A motion to dismiss brought pursuant to Federal Rule of Civil Procedure 12(b)(6) challenges the sufficiency of the pleadings set forth in the complaint. Vega v. JPMorgan Chase Bank, N.A., 654 F.Supp.2d 1104, 1109 (E.D.Cal.2009). Under the "notice pleading" standard of the Federal Rules of Civil Procedure, a plaintiff's complaint must provide, in part, a "short and plain" statement of plaintiff's claims showing entitlement to relief. Fed. R. Civ. P. 8(a)(2); see also Paulsen v. CNF, Inc., 559 F.3d 1061, 1071 (9th Cir. 2009), cert. denied, __ U.S. __, 130 S.Ct. 1053 (2010). "A complaint may survive a motion to dismiss if, taking all well-pleaded factual allegations as true, it contains 'enough facts to state a claim to relief that is plausible on its face.'" Coto Settlement v. Eisenberg, 593 F.3d 1031, 1034 (9th Cir. 2010) quoting Iqbal, 556 U.S. at 678. "'A claim has facial plausibility when the plaintiff pleads factual content that allows the court to draw the reasonable inference that the defendant is liable for the misconduct alleged.'" Caviness v. Horizin Cmty. Learing Ctr., Inc., 590 F.3d 806, 812 (9th Cir. 2010) quoting Iqbal, 556 U.S. at 678. The court accepts all of the facts alleged in the complaint as true and construes them in the light most favorable to the plaintiff. Corrie v. Caterpillar, 503 F.3d 974, 977 (9th Cir. 2007). The court is "not, however, required to accept as true conclusory allegations that are contradicted by documents referred to in the complaint, and [the court does] not necessarily assume the truth of legal conclusions merely because they are cast in the form of factual allegations." Paulsen v. CNF, Inc., 559 F.3d at 1071 (citations and quotation marks omitted).

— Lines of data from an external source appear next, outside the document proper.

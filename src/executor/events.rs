//! Phase state update events.
//!
//! The executor emits one event per phase transition for the API surface
//! to consume. The wire format accepts only the canonical PhaseState enum;
//! a blocked-on-approval phase is transmitted as FAILED with the block
//! reason carried in `reason`.

use anyhow::{Context, Result};
use chrono::{DateTime, Utc};
use serde::{Deserialize, Serialize};
use std::io::Write;
use std::path::PathBuf;

use crate::phase::{Phase, PhaseState};

#[derive(Debug, Clone, PartialEq, Serialize, Deserialize)]
pub struct PhaseStateEvent {
    pub run_id: String,
    pub phase_id: String,
    pub state: PhaseState,
    pub retry_attempt: u32,
    pub revision_epoch: u32,
    pub escalation_level: u32,
    pub timestamp: DateTime<Utc>,
    #[serde(default)]
    pub reason: Option<String>,
}

impl PhaseStateEvent {
    pub fn transition(run_id: &str, phase: &Phase, reason: Option<String>) -> Self {
        Self {
            run_id: run_id.to_string(),
            phase_id: phase.phase_id.clone(),
            state: phase.state,
            retry_attempt: phase.retry_attempt,
            revision_epoch: phase.revision_epoch,
            escalation_level: phase.escalation_level,
            timestamp: Utc::now(),
            reason,
        }
    }

    /// A blocked phase on the wire: BLOCKED is never a PhaseState, so the
    /// event carries FAILED with the block reason.
    pub fn blocked(run_id: &str, phase: &Phase, block_reason: &str) -> Self {
        Self {
            state: PhaseState::Failed,
            reason: Some(format!("blocked_approval: {}", block_reason)),
            ..Self::transition(run_id, phase, None)
        }
    }
}

pub trait EventSink: Send {
    fn emit(&mut self, event: &PhaseStateEvent) -> Result<()>;
}

/// Appends events as JSON lines under the run's diagnostics directory.
pub struct JsonlEventSink {
    path: PathBuf,
}

impl JsonlEventSink {
    pub fn new(path: PathBuf) -> Self {
        Self { path }
    }
}

impl EventSink for JsonlEventSink {
    fn emit(&mut self, event: &PhaseStateEvent) -> Result<()> {
        if let Some(parent) = self.path.parent() {
            std::fs::create_dir_all(parent).context("Failed to create events directory")?;
        }
        let line = serde_json::to_string(event).context("Failed to serialize event")?;
        let mut file = std::fs::OpenOptions::new()
            .create(true)
            .append(true)
            .open(&self.path)
            .context("Failed to open events log")?;
        writeln!(file, "{}", line).context("Failed to append event")?;
        Ok(())
    }
}

/// Swallows events; used by tests and one-shot commands.
pub struct NullEventSink;

impl EventSink for NullEventSink {
    fn emit(&mut self, _event: &PhaseStateEvent) -> Result<()> {
        Ok(())
    }
}
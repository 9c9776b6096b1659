//! Run-local artifact layout and crash-safe JSON persistence.
//!
//! The canonical layout is
//! `<repo>/.autonomous_runs/<project>/runs/<family>/<run_id>/…`. The short
//! historical form without `<family>` is tolerated in old artifacts but is
//! never emitted here.
//!
//! `atomic_write_json` is the single write path for checkpoints and
//! ledgers: `tmp → fsync → atomic rename → fsync dir`, with the previous
//! version retained as `.bak`.

use anyhow::{Context, Result};
use serde::Serialize;
use serde::de::DeserializeOwned;
use std::fs::{self, File};
use std::path::{Path, PathBuf};
use tracing::warn;

/// Paths of one run's local artifacts.
#[derive(Debug, Clone)]
pub struct RunPaths {
    base: PathBuf,
}

impl RunPaths {
    pub fn new(workspace_root: &Path, project: &str, family: &str, run_id: &str) -> Self {
        Self {
            base: workspace_root
                .join(".autonomous_runs")
                .join(project)
                .join("runs")
                .join(family)
                .join(run_id),
        }
    }

    pub fn base(&self) -> &Path {
        &self.base
    }

    pub fn executor_state(&self) -> PathBuf {
        self.base.join("executor_state.json")
    }

    pub fn routing_snapshot(&self) -> PathBuf {
        self.base.join("model_routing_snapshot.json")
    }

    pub fn proof(&self, phase_id: &str) -> PathBuf {
        self.base.join("proofs").join(format!("{}.json", phase_id))
    }

    pub fn phase_summary(&self, phase_index: u32, phase_id: &str) -> PathBuf {
        self.base
            .join("phases")
            .join(format!("{}_{}.md", phase_index, phase_id))
    }

    pub fn ci_report(&self, phase_id: &str) -> PathBuf {
        self.base.join("ci").join(format!("pytest_{}.json", phase_id))
    }

    pub fn ci_log(&self, phase_id: &str) -> PathBuf {
        self.base.join("ci").join(format!("pytest_{}.log", phase_id))
    }

    pub fn diagnostics_dir(&self) -> PathBuf {
        self.base.join("diagnostics")
    }

    pub fn events_log(&self) -> PathBuf {
        self.diagnostics_dir().join("events.jsonl")
    }

    pub fn handoff_dir(&self) -> PathBuf {
        self.base.join("handoff")
    }

    pub fn handoff_context(&self) -> PathBuf {
        self.handoff_dir().join("context.md")
    }

    pub fn approvals_dir(&self) -> PathBuf {
        self.handoff_dir().join("approvals")
    }

    pub fn external_actions_ledger(&self) -> PathBuf {
        self.base.join("external_actions_ledger.json")
    }

    pub fn staging_dir(&self) -> PathBuf {
        self.base.join("staging")
    }

    pub fn ensure_directories(&self) -> Result<()> {
        for dir in [
            self.base.clone(),
            self.base.join("proofs"),
            self.base.join("phases"),
            self.base.join("ci"),
            self.diagnostics_dir(),
            self.handoff_dir(),
            self.approvals_dir(),
            self.staging_dir(),
        ] {
            fs::create_dir_all(&dir)
                .with_context(|| format!("Failed to create run directory: {}", dir.display()))?;
        }
        Ok(())
    }
}

fn bak_path(path: &Path) -> PathBuf {
    let mut os = path.as_os_str().to_owned();
    os.push(".bak");
    PathBuf::from(os)
}

fn tmp_path(path: &Path) -> PathBuf {
    let mut os = path.as_os_str().to_owned();
    os.push(".tmp");
    PathBuf::from(os)
}

/// Crash-safe JSON write: serialize to `<path>.tmp`, fsync, keep the
/// current version as `<path>.bak`, atomically rename into place, fsync
/// the directory.
pub fn atomic_write_json<T: Serialize>(path: &Path, value: &T) -> Result<()> {
    let json = serde_json::to_string_pretty(value).context("Failed to serialize value")?;

    if let Some(parent) = path.parent() {
        fs::create_dir_all(parent)
            .with_context(|| format!("Failed to create directory: {}", parent.display()))?;
    }

    let tmp = tmp_path(path);
    {
        use std::io::Write;
        let mut file = File::create(&tmp)
            .with_context(|| format!("Failed to create temp file: {}", tmp.display()))?;
        file.write_all(json.as_bytes())
            .with_context(|| format!("Failed to write temp file: {}", tmp.display()))?;
        file.sync_all()
            .with_context(|| format!("Failed to fsync temp file: {}", tmp.display()))?;
    }

    if path.exists() {
        fs::copy(path, bak_path(path))
            .with_context(|| format!("Failed to retain backup of {}", path.display()))?;
    }

    fs::rename(&tmp, path)
        .with_context(|| format!("Failed to rename into place: {}", path.display()))?;

    if let Some(parent) = path.parent() {
        if let Ok(dir) = File::open(parent) {
            if let Err(e) = dir.sync_all() {
                warn!(dir = %parent.display(), error = %e, "directory fsync failed");
            }
        }
    }

    Ok(())
}

/// Load JSON, falling back to the `.bak` copy when the primary is corrupt
/// or missing. The boolean reports whether the backup was used.
pub fn load_json_with_backup<T: DeserializeOwned>(path: &Path) -> Result<(T, bool)> {
    match try_load(path) {
        Ok(value) => Ok((value, false)),
        Err(primary_err) => {
            let bak = bak_path(path);
            match try_load(&bak) {
                Ok(value) => {
                    warn!(
                        path = %path.display(),
                        error = %primary_err,
                        "primary corrupt; restored from backup"
                    );
                    Ok((value, true))
                }
                Err(backup_err) => Err(primary_err.context(format!(
                    "backup also unusable ({}): {}",
                    bak.display(),
                    backup_err
                ))),
            }
        }
    }
}

fn try_load<T: DeserializeOwned>(path: &Path) -> Result<T> {
    let content = fs::read_to_string(path)
        .with_context(|| format!("Failed to read {}", path.display()))?;
    serde_json::from_str(&content).with_context(|| format!("Failed to parse {}", path.display()))
}

#[cfg(test)]
mod tests {
    use super::*;
    use serde::Deserialize;
    use tempfile::tempdir;

    #[derive(Debug, PartialEq, Serialize, Deserialize)]
    struct Doc {
        value: u32,
    }

    #[test]
    fn test_layout_uses_canonical_form() {
        let paths = RunPaths::new(Path::new("/repo"), "myproj", "build", "run-42");
        assert_eq!(
            paths.executor_state(),
            Path::new("/repo/.autonomous_runs/myproj/runs/build/run-42/executor_state.json")
        );
        assert_eq!(
            paths.proof("p1"),
            Path::new("/repo/.autonomous_runs/myproj/runs/build/run-42/proofs/p1.json")
        );
        assert_eq!(
            paths.ci_report("p1"),
            Path::new("/repo/.autonomous_runs/myproj/runs/build/run-42/ci/pytest_p1.json")
        );
    }

    #[test]
    fn test_atomic_write_retains_backup() {
        let dir = tempdir().unwrap();
        let path = dir.path().join("state.json");

        atomic_write_json(&path, &Doc { value: 1 }).unwrap();
        assert!(path.exists());
        assert!(!bak_path(&path).exists());

        atomic_write_json(&path, &Doc { value: 2 }).unwrap();
        let (doc, from_backup) = load_json_with_backup::<Doc>(&path).unwrap();
        assert_eq!(doc, Doc { value: 2 });
        assert!(!from_backup);

        let (bak, _) = load_json_with_backup::<Doc>(&bak_path(&path)).unwrap();
        assert_eq!(bak, Doc { value: 1 });
    }

    #[test]
    fn test_corrupt_primary_recovers_from_backup() {
        let dir = tempdir().unwrap();
        let path = dir.path().join("state.json");

        atomic_write_json(&path, &Doc { value: 1 }).unwrap();
        atomic_write_json(&path, &Doc { value: 2 }).unwrap();
        fs::write(&path, "{ corrupted").unwrap();

        let (doc, from_backup) = load_json_with_backup::<Doc>(&path).unwrap();
        assert_eq!(doc, Doc { value: 1 });
        assert!(from_backup);
    }

    #[test]
    fn test_both_corrupt_is_an_error() {
        let dir = tempdir().unwrap();
        let path = dir.path().join("state.json");
        fs::write(&path, "{ corrupted").unwrap();
        fs::write(bak_path(&path), "also corrupted").unwrap();

        assert!(load_json_with_backup::<Doc>(&path).is_err());
    }

    #[test]
    fn test_ensure_directories() {
        let dir = tempdir().unwrap();
        let paths = RunPaths::new(dir.path(), "proj", "fam", "r1");
        paths.ensure_directories().unwrap();
        assert!(paths.diagnostics_dir().exists());
        assert!(paths.approvals_dir().exists());
        assert!(paths.base().join("proofs").exists());
    }
}
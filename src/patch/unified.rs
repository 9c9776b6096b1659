//! Unified-diff parsing and hunk application.
//!
//! Accepts standard `diff --git a/<p> b/<p>` blobs with `@@` hunks,
//! tolerating a missing trailing newline, multiple files in one blob, and
//! locally-generated multi-file diffs joined with a blank line. Hunks are
//! validated against current file content at apply time; a context mismatch
//! is a structured rejection, never a crash.

use regex::Regex;
use serde::{Deserialize, Serialize};
use std::sync::OnceLock;

use super::{EditPlan, FileOperation, PatchError, PatchFormat};

/// One `@@` hunk. Line numbers are 1-based, counts follow the diff header.
#[derive(Debug, Clone, PartialEq, Serialize, Deserialize)]
pub struct Hunk {
    pub old_start: usize,
    pub old_count: usize,
    pub new_start: usize,
    pub new_count: usize,
    pub lines: Vec<HunkLine>,
}

#[derive(Debug, Clone, PartialEq, Serialize, Deserialize)]
#[serde(tag = "tag", content = "text", rename_all = "snake_case")]
pub enum HunkLine {
    Context(String),
    Add(String),
    Remove(String),
}

/// A hunk failed to match current file content.
#[derive(Debug, Clone, PartialEq)]
pub struct HunkMismatch {
    pub hunk_index: usize,
    pub line: usize,
    pub detail: String,
}

fn header_re() -> &'static Regex {
    static RE: OnceLock<Regex> = OnceLock::new();
    RE.get_or_init(|| Regex::new(r"^diff --git a/(.+) b/(.+)$").expect("static regex"))
}

fn hunk_re() -> &'static Regex {
    static RE: OnceLock<Regex> = OnceLock::new();
    RE.get_or_init(|| {
        Regex::new(r"^@@ -(\d+)(?:,(\d+))? \+(\d+)(?:,(\d+))? @@").expect("static regex")
    })
}

/// Parse a unified diff blob into an `EditPlan`.
pub fn parse(text: &str) -> Result<EditPlan, PatchError> {
    let mut operations = Vec::new();

    let mut current_path: Option<String> = None;
    let mut is_new_file = false;
    let mut is_deleted_file = false;
    let mut hunks: Vec<Hunk> = Vec::new();
    let mut current_hunk: Option<Hunk> = None;

    let mut flush_file = |path: Option<String>,
                          new_file: bool,
                          deleted: bool,
                          mut hunks: Vec<Hunk>,
                          pending: Option<Hunk>|
     -> Result<(), PatchError> {
        let Some(path) = path else { return Ok(()) };
        if let Some(h) = pending {
            hunks.push(h);
        }
        if deleted {
            operations.push(FileOperation::Delete { path });
        } else if new_file {
            // A brand-new file's hunks are pure additions; collapse them
            // into the created content.
            let mut content = String::new();
            for hunk in &hunks {
                for line in &hunk.lines {
                    if let HunkLine::Add(text) = line {
                        content.push_str(text);
                        content.push('\n');
                    }
                }
            }
            operations.push(FileOperation::Create { path, content });
        } else {
            if hunks.is_empty() {
                return Err(PatchError::Unparseable {
                    detail: format!("diff for {} has no hunks", path),
                });
            }
            operations.push(FileOperation::ModifyByDiff { path, hunks });
        }
        Ok(())
    };

    for raw_line in text.lines() {
        if let Some(caps) = header_re().captures(raw_line) {
            flush_file(
                current_path.take(),
                is_new_file,
                is_deleted_file,
                std::mem::take(&mut hunks),
                current_hunk.take(),
            )?;
            // The b-side is the post-image path.
            current_path = Some(caps[2].to_string());
            is_new_file = false;
            is_deleted_file = false;
            continue;
        }

        if current_path.is_none() {
            // Prose before the first header is tolerated.
            continue;
        }

        if raw_line.starts_with("new file mode") || raw_line == "--- /dev/null" {
            is_new_file = true;
            continue;
        }
        if raw_line.starts_with("deleted file mode") || raw_line == "+++ /dev/null" {
            is_deleted_file = true;
            continue;
        }
        if raw_line.starts_with("index ")
            || raw_line.starts_with("--- ")
            || raw_line.starts_with("+++ ")
            || raw_line.starts_with("similarity index")
            || raw_line.starts_with("rename ")
        {
            continue;
        }
        if raw_line == "\\ No newline at end of file" {
            continue;
        }

        if let Some(caps) = hunk_re().captures(raw_line) {
            if let Some(h) = current_hunk.take() {
                hunks.push(h);
            }
            current_hunk = Some(Hunk {
                old_start: caps[1].parse().unwrap_or(0),
                old_count: caps.get(2).map_or(1, |m| m.as_str().parse().unwrap_or(1)),
                new_start: caps[3].parse().unwrap_or(0),
                new_count: caps.get(4).map_or(1, |m| m.as_str().parse().unwrap_or(1)),
                lines: Vec::new(),
            });
            continue;
        }

        if let Some(hunk) = current_hunk.as_mut() {
            if let Some(rest) = raw_line.strip_prefix('+') {
                hunk.lines.push(HunkLine::Add(rest.to_string()));
            } else if let Some(rest) = raw_line.strip_prefix('-') {
                hunk.lines.push(HunkLine::Remove(rest.to_string()));
            } else if let Some(rest) = raw_line.strip_prefix(' ') {
                hunk.lines.push(HunkLine::Context(rest.to_string()));
            } else if raw_line.is_empty() {
                // Blank joins between multi-file diffs end the hunk body.
                if let Some(h) = current_hunk.take() {
                    hunks.push(h);
                }
            }
        }
    }

    flush_file(
        current_path.take(),
        is_new_file,
        is_deleted_file,
        std::mem::take(&mut hunks),
        current_hunk.take(),
    )?;

    if operations.is_empty() {
        return Err(PatchError::Unparseable {
            detail: "diff header present but no file operations parsed".to_string(),
        });
    }

    Ok(EditPlan::new(operations, PatchFormat::UnifiedDiff))
}

/// Apply hunks to `original`, validating context lines. The original's
/// trailing-newline presence is preserved.
pub fn apply_hunks(original: &str, hunks: &[Hunk]) -> Result<String, HunkMismatch> {
    let had_trailing_newline = original.ends_with('\n');
    let old_lines: Vec<&str> = original.lines().collect();
    let mut out: Vec<String> = Vec::with_capacity(old_lines.len());
    let mut cursor = 0usize; // 0-based index into old_lines

    for (hunk_index, hunk) in hunks.iter().enumerate() {
        let target = hunk.old_start.saturating_sub(1);
        if target < cursor {
            return Err(HunkMismatch {
                hunk_index,
                line: hunk.old_start,
                detail: "hunks overlap or are out of order".to_string(),
            });
        }
        if target > old_lines.len() {
            return Err(HunkMismatch {
                hunk_index,
                line: hunk.old_start,
                detail: format!(
                    "hunk starts at line {} but file has {} lines",
                    hunk.old_start,
                    old_lines.len()
                ),
            });
        }
        // Copy unchanged region before the hunk.
        out.extend(old_lines[cursor..target].iter().map(|s| s.to_string()));
        cursor = target;

        for line in &hunk.lines {
            match line {
                HunkLine::Context(expected) => {
                    match old_lines.get(cursor) {
                        Some(actual) if *actual == expected => {
                            out.push(expected.clone());
                            cursor += 1;
                        }
                        other => {
                            return Err(HunkMismatch {
                                hunk_index,
                                line: cursor + 1,
                                detail: format!(
                                    "context mismatch: expected {:?}, found {:?}",
                                    expected,
                                    other.copied().unwrap_or("<eof>")
                                ),
                            });
                        }
                    }
                }
                HunkLine::Remove(expected) => match old_lines.get(cursor) {
                    Some(actual) if *actual == expected => {
                        cursor += 1;
                    }
                    other => {
                        return Err(HunkMismatch {
                            hunk_index,
                            line: cursor + 1,
                            detail: format!(
                                "removal mismatch: expected {:?}, found {:?}",
                                expected,
                                other.copied().unwrap_or("<eof>")
                            ),
                        });
                    }
                },
                HunkLine::Add(text) => {
                    out.push(text.clone());
                }
            }
        }
    }

    out.extend(old_lines[cursor..].iter().map(|s| s.to_string()));

    let mut result = out.join("\n");
    if had_trailing_newline && !result.is_empty() {
        result.push('\n');
    }
    Ok(result)
}

/// Render operations back into unified-diff text. Span edits are not
/// representable as diffs and are omitted.
pub fn render(plan: &EditPlan) -> String {
    let mut out = String::new();
    for op in &plan.operations {
        match op {
            FileOperation::ModifyByDiff { path, hunks } => {
                out.push_str(&format!(
                    "diff --git a/{p} b/{p}\n--- a/{p}\n+++ b/{p}\n",
                    p = path
                ));
                for hunk in hunks {
                    out.push_str(&format!(
                        "@@ -{},{} +{},{} @@\n",
                        hunk.old_start, hunk.old_count, hunk.new_start, hunk.new_count
                    ));
                    for line in &hunk.lines {
                        match line {
                            HunkLine::Context(text) => out.push_str(&format!(" {}\n", text)),
                            HunkLine::Add(text) => out.push_str(&format!("+{}\n", text)),
                            HunkLine::Remove(text) => out.push_str(&format!("-{}\n", text)),
                        }
                    }
                }
            }
            FileOperation::Create { path, content } => {
                out.push_str(&format!(
                    "diff --git a/{p} b/{p}\nnew file mode 100644\n--- /dev/null\n+++ b/{p}\n",
                    p = path
                ));
                let lines: Vec<&str> = content.lines().collect();
                out.push_str(&format!("@@ -0,0 +1,{} @@\n", lines.len()));
                for line in lines {
                    out.push_str(&format!("+{}\n", line));
                }
            }
            FileOperation::Delete { path } => {
                out.push_str(&format!(
                    "diff --git a/{p} b/{p}\ndeleted file mode 100644\n--- a/{p}\n+++ /dev/null\n",
                    p = path
                ));
            }
            FileOperation::ModifyByReplaceAll { .. } | FileOperation::ReplaceSpans { .. } => {}
        }
    }
    out
}

#[cfg(test)]
mod tests {
    use super::*;

    const SIMPLE: &str = "diff --git a/src/a.py b/src/a.py\n\
--- a/src/a.py\n\
+++ b/src/a.py\n\
@@ -1,3 +1,3 @@\n \
keep\n\
-old\n\
+new\n \
tail\n";

    #[test]
    fn test_parse_single_file_modify() {
        let plan = parse(SIMPLE).unwrap();
        assert_eq!(plan.operations.len(), 1);
        match &plan.operations[0] {
            FileOperation::ModifyByDiff { path, hunks } => {
                assert_eq!(path, "src/a.py");
                assert_eq!(hunks.len(), 1);
                assert_eq!(hunks[0].lines.len(), 4);
            }
            other => panic!("Expected ModifyByDiff, got {:?}", other),
        }
    }

    #[test]
    fn test_parse_new_file() {
        let text = "diff --git a/src/new.py b/src/new.py\n\
new file mode 100644\n\
--- /dev/null\n\
+++ b/src/new.py\n\
@@ -0,0 +1,2 @@\n\
+line one\n\
+line two\n";
        let plan = parse(text).unwrap();
        match &plan.operations[0] {
            FileOperation::Create { path, content } => {
                assert_eq!(path, "src/new.py");
                assert_eq!(content, "line one\nline two\n");
            }
            other => panic!("Expected Create, got {:?}", other),
        }
    }

    #[test]
    fn test_parse_deleted_file() {
        let text = "diff --git a/src/gone.py b/src/gone.py\n\
deleted file mode 100644\n\
--- a/src/gone.py\n\
+++ /dev/null\n\
@@ -1,1 +0,0 @@\n\
-goodbye\n";
        let plan = parse(text).unwrap();
        assert_eq!(
            plan.operations[0],
            FileOperation::Delete {
                path: "src/gone.py".to_string()
            }
        );
    }

    #[test]
    fn test_parse_multi_file_joined_with_blank_line() {
        let text = format!(
            "{}\ndiff --git a/src/b.py b/src/b.py\n--- a/src/b.py\n+++ b/src/b.py\n@@ -1,1 +1,1 @@\n-x\n+y\n",
            SIMPLE
        );
        let plan = parse(&text).unwrap();
        assert_eq!(plan.operations.len(), 2);
        assert_eq!(plan.operations[1].path(), "src/b.py");
    }

    #[test]
    fn test_parse_tolerates_missing_trailing_newline() {
        let text = SIMPLE.trim_end();
        let plan = parse(text).unwrap();
        assert_eq!(plan.operations.len(), 1);
    }

    #[test]
    fn test_apply_hunks_happy_path() {
        let plan = parse(SIMPLE).unwrap();
        let FileOperation::ModifyByDiff { hunks, .. } = &plan.operations[0] else {
            panic!("wrong op");
        };
        let result = apply_hunks("keep\nold\ntail\n", hunks).unwrap();
        assert_eq!(result, "keep\nnew\ntail\n");
    }

    #[test]
    fn test_apply_hunks_context_mismatch() {
        let plan = parse(SIMPLE).unwrap();
        let FileOperation::ModifyByDiff { hunks, .. } = &plan.operations[0] else {
            panic!("wrong op");
        };
        let err = apply_hunks("keep\nsomething else\ntail\n", hunks).unwrap_err();
        assert_eq!(err.hunk_index, 0);
        assert!(err.detail.contains("mismatch"));
    }

    #[test]
    fn test_apply_hunks_preserves_no_trailing_newline() {
        let plan = parse(SIMPLE).unwrap();
        let FileOperation::ModifyByDiff { hunks, .. } = &plan.operations[0] else {
            panic!("wrong op");
        };
        let result = apply_hunks("keep\nold\ntail", hunks).unwrap();
        assert_eq!(result, "keep\nnew\ntail");
    }

    #[test]
    fn test_round_trip_after_normalization() {
        let text = format!(
            "{}diff --git a/src/new.py b/src/new.py\nnew file mode 100644\n--- /dev/null\n+++ b/src/new.py\n@@ -0,0 +1,1 @@\n+fresh\n\
diff --git a/src/gone.py b/src/gone.py\ndeleted file mode 100644\n--- a/src/gone.py\n+++ /dev/null\n",
            SIMPLE
        );
        let plan = parse(&text).unwrap();
        let rendered = render(&plan);
        let reparsed = parse(&rendered).unwrap();
        assert_eq!(plan.operations, reparsed.operations);
    }

    #[test]
    fn test_apply_hunks_beyond_eof() {
        let hunks = vec![Hunk {
            old_start: 10,
            old_count: 1,
            new_start: 10,
            new_count: 1,
            lines: vec![HunkLine::Remove("x".into()), HunkLine::Add("y".into())],
        }];
        assert!(apply_hunks("one\ntwo\n", &hunks).is_err());
    }
}
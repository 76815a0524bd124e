use std::collections::{BTreeMap, BTreeSet};
use std::path::{Path, PathBuf};
use tracing::trace;

use super::model::{module_prefix, RawImports};
use super::scanner::normalize_relative;

/// Where an imported module lives.
#[derive(Debug, Clone, PartialEq, Eq)]
pub enum ModuleOrigin {
    /// Resolved to a project file, path relative to the project root
    Local(String),
    External,
}

/// A file's imports after local/external classification.
#[derive(Debug, Clone, Default, PartialEq, Eq)]
pub struct ResolvedImports {
    pub imports: BTreeSet<String>,
    pub imported_names: BTreeSet<String>,
    /// Module name to the first existing candidate file
    pub targets: BTreeMap<String, String>,
}

/// Classifies imported module names as project-local or external by
/// probing the filesystem.
#[derive(Debug, Clone)]
pub struct ImportResolver {
    project_root: PathBuf,
    include_external: bool,
}

impl ImportResolver {
    pub fn new(project_root: impl Into<PathBuf>, include_external: bool) -> Self {
        Self {
            project_root: project_root.into(),
            include_external,
        }
    }

    /// Candidate files for `module` imported from a file in `file_dir`, in
    /// lookup order: top-level module, top-level package, sibling module.
    pub fn candidate_paths(&self, module: &str, file_dir: &Path) -> [PathBuf; 3] {
        [
            self.project_root.join(format!("{module}.py")),
            self.project_root.join(module).join("__init__.py"),
            file_dir.join(format!("{module}.py")),
        ]
    }

    /// Classify `module` as imported from the file at `file_path`. The first
    /// candidate that exists wins.
    pub fn classify(&self, module: &str, file_path: &Path) -> ModuleOrigin {
        let file_dir = file_path.parent().unwrap_or(&self.project_root);

        self.candidate_paths(module, file_dir)
            .into_iter()
            .find(|candidate| candidate.is_file())
            .map(|candidate| {
                let relative = candidate
                    .strip_prefix(&self.project_root)
                    .map(normalize_relative)
                    .unwrap_or_else(|_| normalize_relative(&candidate));
                ModuleOrigin::Local(relative)
            })
            .unwrap_or(ModuleOrigin::External)
    }

    /// Filter `raw` down to local modules unless external imports are
    /// included. Symbol entries are kept or dropped together with their
    /// module.
    pub fn resolve(&self, raw: RawImports, file_path: &Path) -> ResolvedImports {
        let mut resolved = ResolvedImports::default();

        for module in raw.modules {
            match self.classify(&module, file_path) {
                ModuleOrigin::Local(target) => {
                    resolved.targets.insert(module.clone(), target);
                    resolved.imports.insert(module);
                }
                ModuleOrigin::External if self.include_external => {
                    resolved.imports.insert(module);
                }
                ModuleOrigin::External => {
                    trace!(
                        module = %module,
                        file = %file_path.display(),
                        "dropping external import"
                    );
                }
            }
        }

        resolved.imported_names = raw
            .symbols
            .into_iter()
            .filter(|name| {
                module_prefix(name).is_some_and(|module| resolved.imports.contains(module))
            })
            .collect();

        resolved
    }
}
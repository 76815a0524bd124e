use anyhow::{Context, Result};
use std::fs;
use std::path::Path;

use crate::core::DependencyMap;

/// Writes the per-file dependency map as JSON, the interchange document
/// consumed by renderers.
pub struct DependenciesFormatter;

impl DependenciesFormatter {
    pub fn new() -> Self {
        Self
    }

    pub fn format(&self, dependencies: &DependencyMap) -> Result<String> {
        Ok(serde_json::to_string_pretty(dependencies)?)
    }

    pub fn format_to_file(&self, dependencies: &DependencyMap, output_path: &Path) -> Result<()> {
        fs::write(output_path, self.format(dependencies)?)
            .with_context(|| format!("writing {}", output_path.display()))
    }

    /// Load a map written by [`format_to_file`](Self::format_to_file).
    pub fn read_from_file(&self, input_path: &Path) -> Result<DependencyMap> {
        let text = fs::read_to_string(input_path)
            .with_context(|| format!("reading {}", input_path.display()))?;
        Ok(serde_json::from_str(&text)?)
    }
}

impl Default for DependenciesFormatter {
    fn default() -> Self {
        Self::new()
    }
}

In ruling on a motion to dismiss pursuant to Rule 12(b)(6), the court "may generally consider only allegations contained in the pleadings, exhibits attached to the complaint, and matters properly subject to judicial notice." Outdoor Media Group, Inc. v. City of Beaumont, 506 F.3d 895, 899 (9th Cir. 2007) (citation and quotation marks omitted); see also Heliotrope Gen., Inc. v. Ford Motor Co., 189 F.3d 971, 980 n. 18 (9th Cir. 1999) ("When considering a motion for judgment on the pleadings, [the] court may consider facts that are contained in material of which the court may take judicial notice.") (citation and quotation marks omitted).

Plaintiff Fails to State a Claim under the UCRA and the DPA Plaintiff's state law claims under the UCRA and the DPA should be dismissed because plaintiff failed to file a timely tort claim with the state, and has therefore failed to state a claim upon which relief can be granted.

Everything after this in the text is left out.